Home News Local News Zoo fish has a name thanks to Dexter girl

Zoo fish has a name thanks to Dexter girl

Mayor Dennis Kintigh, left, the Redcoats of the Roswell Chamber of Commerce and local youth take a first look at the fish-shaped, rainbow-colored sculpture and water feature that was unveiled in May at the Spring River Park and Zoo. The fish has been named Bowie by a Dexter first-grader. (Submitted Photo)

Copyright © 2021 Roswell Daily Record

The new fish water feature at the Spring River Park and Zoo now has a name, thanks to a 6-year-old first-grader at Dexter Elementary School.
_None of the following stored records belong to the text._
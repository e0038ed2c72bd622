// src/blockchain/gateway.rs

use anyhow::Result;
use async_trait::async_trait;
use ethers::types::{Address, Bytes, TransactionRequest, H256, U256};

use crate::blockchain::chains::ChainConfig;

/// The chain capabilities the agent consumes: reads, signed broadcast and receipts.
///
/// Every call is scoped to one chain from the registry; implementations pick the
/// RPC endpoint from `chain.rpc_url`.
#[async_trait]
pub trait ChainGateway: Send + Sync {
    /// Address of the signing account.
    fn account(&self) -> Address;

    async fn native_balance(&self, chain: &ChainConfig, address: Address) -> Result<U256>;

    /// `eth_call` against `to`, returning the raw return data.
    async fn call(&self, chain: &ChainConfig, to: Address, data: Bytes) -> Result<Bytes>;

    /// Signs and broadcasts `tx`. `None` means the node accepted the request
    /// but returned no transaction hash.
    async fn send_transaction(&self, chain: &ChainConfig, tx: TransactionRequest) -> Result<Option<H256>>;

    /// Blocks until the transaction is mined; a reverted receipt is an error.
    async fn wait_for_receipt(&self, chain: &ChainConfig, tx_hash: H256) -> Result<()>;
}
The fish’s name of Bowie was the idea of Zeenah Sedillo Dixon.
Dixon’s suggestion was one of more than 30 entries submitted by children in the contest to name the metallic, water-spraying fish, which was unveiled in May at the zoo at the corner of East College Boulevard and North Atkinson Avenue.
Bowie welcomes kids to climb around on him. Now that Bowie has been named, a plaque will be installed near the colorful fish.

As the winner of the naming contest, Dixon will receive a bicycle and helmet. The prize is being provided by those who purchased and donated the fish to the zoo. That group, which also selected the winning name, is Gemini Rosemont Commercial Real Estate, a national firm that has properties in New Mexico, and Roswell residents Kyle and Yasine Armstrong and Jacque and Randy Miller. The two couples and Gemini Rosemont purchased the fish at the 2016 New Mexico Appleseed’s Parade of Playhouses fundraiser in Albuquerque. New Mexico Appleseed is an organization dedicated to addressing poverty in the state.
The fish water feature was designed by Mark Baker of Baker Architecture and Design of Albuquerque. It was built by AnchorBuilt Inc., also of Albuquerque, with financial support from New Mexico’s Southwest Capital Bank.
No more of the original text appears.